Per “atti idonei” si intendono quelli astrattamente e concretamente capaci di condurre alla consumazione del reato, valutati ex ante, in concreto (prognosi postuma), sulla base delle condizioni esistenti al momento dell’azione.

Cass. pen., sez. I, 14/03/2012, n. 12296 ha escluso la configurabilità del tentativo in un caso in cui l’agente aveva iniettato una sostanza credendola velenosa, ma in realtà innocua: gli atti erano inidonei, perché oggettivamente inoffensivi, nonostante l’intenzione criminale.

  1. Gli atti univoci

Gli atti devono essere non equivoci, ossia univocamente indicativi della volontà criminosa, anche se inseriti in un contesto complesso. Non sono sufficienti meri atti preparatori (es. acquisto di un’arma o appostamento), ma è necessario che gli atti pongano in essere l’inizio dell’esecuzione del reato.

Cass. pen., sez. II, 16/04/2014, n. 16459 ha affermato che la detenzione di strumenti da scasso, senza altri elementi, integra il reato di possesso ingiustificato, ma non il tentato furto, poiché mancano atti idonei e univoci diretti all’effrazione.

  1. L’elemento soggettivo: dolo e volontà

Il tentativo è configurabile solo con dolo: non è ammesso il tentativo nei reati colposi, né è sufficiente il dolo eventuale. L’agente deve agire con la volontà consapevole di realizzare il fatto tipico.

Cass. pen., sez. I, 09/03/2020, n. 10479 ha escluso il tentato omicidio in un caso di guida spericolata, ritenendo configurabile solo il reato colposo, in quanto mancava l’elemento volitivo tipico del dolo diretto.
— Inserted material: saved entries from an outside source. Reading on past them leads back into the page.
//! Watermark-based alert de-duplication.

use crate::state::{AlertEvent, SequenceKey};
use log::debug;
use std::cmp::Ordering;

/// Drops alerts whose sequence key does not advance the watermark.
#[derive(Debug, Default)]
pub struct Deduplicator {
    watermark: Option<SequenceKey>,
}

impl Deduplicator {
    pub fn new() -> Self {
        Self::default()
    }

    /// Highest key accepted so far.
    pub fn watermark(&self) -> Option<SequenceKey> {
        self.watermark
    }

    /// Accept `event` iff its key is strictly greater than the watermark.
    ///
    /// Unordered keys (mixed kinds, NaN timestamps) are rejected.
    pub fn accept(&mut self, event: &AlertEvent) -> bool {
        let key = event.sequence_key;
        let advances = match self.watermark {
            None => key.partial_cmp(&key).is_some(),
            Some(watermark) => key.partial_cmp(&watermark) == Some(Ordering::Greater),
        };

        if advances {
            self.watermark = Some(key);
        } else {
            debug!(
                "[Alert] Dropping {:?}, watermark is {:?}",
                key, self.watermark
            );
        }
        advances
    }
}
//! Session state consumed by the UI layer.
//!
//! Everything the broker and the alert feed produce ends up here as a
//! [`StateUpdate`], and the [`StateAggregator`] folds those updates into a
//! single [`Snapshot`] that readers can borrow or watch.

pub mod aggregator;
pub mod alert;
pub mod reading;

use serde::Serialize;
use strum::Display;

pub use aggregator::{Snapshot, StateAggregator, StateUpdate};
pub use alert::{AlertEvent, RawAlert, SequenceKey};
pub use reading::{MetricUpdate, Reading, ReadingUpdate};

/// Broker link state as seen by the UI.
///
/// Anything other than `Online` means device commands will be rejected.
#[derive(Debug, Clone, Copy, Default, PartialEq, Eq, Serialize, Display)]
pub enum ConnectivityState {
    #[default]
    Connecting,
    Online,
    Offline,
}
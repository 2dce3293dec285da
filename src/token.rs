//! Manage json web tokens.

use chrono::{Duration, Utc};
use jsonwebtoken::{
    Algorithm, DecodingKey, EncodingKey, Header, Validation, decode, encode,
};
use serde::{Deserialize, Serialize};

use crate::error::{Result, ServerError};

/// Anything a bearer token can be issued for.
pub trait Identity {
    /// Opaque unique identifier.
    fn id(&self) -> &str;
    /// Email address.
    fn email(&self) -> &str;
}

/// Pieces of information asserted on a JWT.
#[derive(Clone, Debug, Default, PartialEq, Serialize, Deserialize)]
pub struct Claims {
    /// User ID.
    pub id: String,
    /// User email.
    pub email: String,
    /// Expiration time, as seconds since the epoch.
    pub exp: i64,
}

/// Manage JWT tokens.
#[derive(Clone)]
pub struct TokenManager {
    algorithm: Algorithm,
    encoding_key: EncodingKey,
    decoding_key: DecodingKey,
    validity_hours: u64,
}

impl std::fmt::Debug for TokenManager {
    fn fmt(&self, f: &mut std::fmt::Formatter<'_>) -> std::fmt::Result {
        f.debug_struct("TokenManager")
            .field("algorithm", &self.algorithm)
            .field("validity_hours", &self.validity_hours)
            .finish_non_exhaustive()
    }
}

impl TokenManager {
    /// Create a new [`TokenManager`] signing with HMAC-SHA256.
    pub fn new(signing_key: &str, validity_hours: u64) -> Self {
        Self {
            algorithm: Algorithm::HS256,
            encoding_key: EncodingKey::from_secret(signing_key.as_bytes()),
            decoding_key: DecodingKey::from_secret(signing_key.as_bytes()),
            validity_hours,
        }
    }

    /// Create a new [`jsonwebtoken`] for `identity`.
    pub fn create(&self, identity: &impl Identity) -> Result<String> {
        let exp = i64::try_from(self.validity_hours)
            .ok()
            .and_then(Duration::try_hours)
            .and_then(|validity| Utc::now().checked_add_signed(validity))
            .ok_or_else(|| ServerError::Internal {
                details: format!(
                    "token validity of {} hours is out of range",
                    self.validity_hours
                ),
                source: None,
            })?;

        let claims = Claims {
            id: identity.id().to_owned(),
            email: identity.email().to_owned(),
            exp: exp.timestamp(),
        };

        Ok(encode(&Header::new(self.algorithm), &claims, &self.encoding_key)?)
    }

    /// Decode and check a token.
    ///
    /// Meant for handlers guarding protected routes; signature and expiry
    /// are both enforced.
    pub fn decode(&self, token: &str) -> Result<Claims> {
        let mut validation = Validation::new(self.algorithm);
        validation.set_required_spec_claims(&["exp"]);

        Ok(decode::<Claims>(token, &self.decoding_key, &validation)?.claims)
    }
}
  1. Tipologie di reato in cui il tentativo è ammissibile

Il tentativo è inammissibile:

  • nelle contravvenzioni, perché l’art. 56 c.p. si riferisce solo ai delitti;
  • nei reati colposi;
  • nei reati abituali, come i maltrattamenti in famiglia (art. 572 c.p.), dove è richiesta una pluralità di condotte;
  • nei reati istantanei ad esaurimento immediato, dove l’azione si consuma con l’atto iniziale.

È invece configurabile:

  • nei reati permanenti, a condizione che la condotta sia frazionabile. Cass. pen., sez. VI, 22/06/2017, n. 36442 ha ammesso il tentativo di sequestro di persona, poiché il tentativo di privare la libertà si era manifestato con atti univoci interrotti dall’intervento di terzi.
  1. Tentativo compiuto e tentativo incompiuto

Si distingue tra:

  • tentativo compiuto: l’azione è stata completata, ma l’evento non si è verificato;
  • tentativo incompiuto: l’azione non è giunta a compimento per cause esterne.

Esempi:

  • Tentato omicidio compiuto: sparo a distanza ravvicinata mancato per caso (Cass. pen., sez. I, 2019, n. 43810);
  • Tentato furto incompiuto: il ladro inizia a forzare la porta ma viene bloccato prima (Cass. pen., sez. IV, 04/05/2016, n. 18334).
  1. Il tentativo come reato autonomo

Nonostante condivida la denominazione con il reato consumato (es. “tentato furto”), il tentativo è considerato titolo autonomo di reato, con una propria autonomia sanzionatoria e processuale, seppur ricollegata alla fattispecie base. La pena è ridotta da un terzo alla metà (art. 56, comma 2 c.p.).

Conclusioni

L’art. 56 c.p. rappresenta uno degli strumenti più importanti del diritto penale per la tutela anticipata del bene giuridico, con finalità preventive e repressive. Tuttavia, la valutazione dell’idoneità e dell’univocità degli atti, oltre alla corretta qualificazione del dolo, impone all’interprete un rigoroso controllo giurisprudenziale che, come si è visto, ha prodotto un corpo ricco di pronunce e principi consolidati.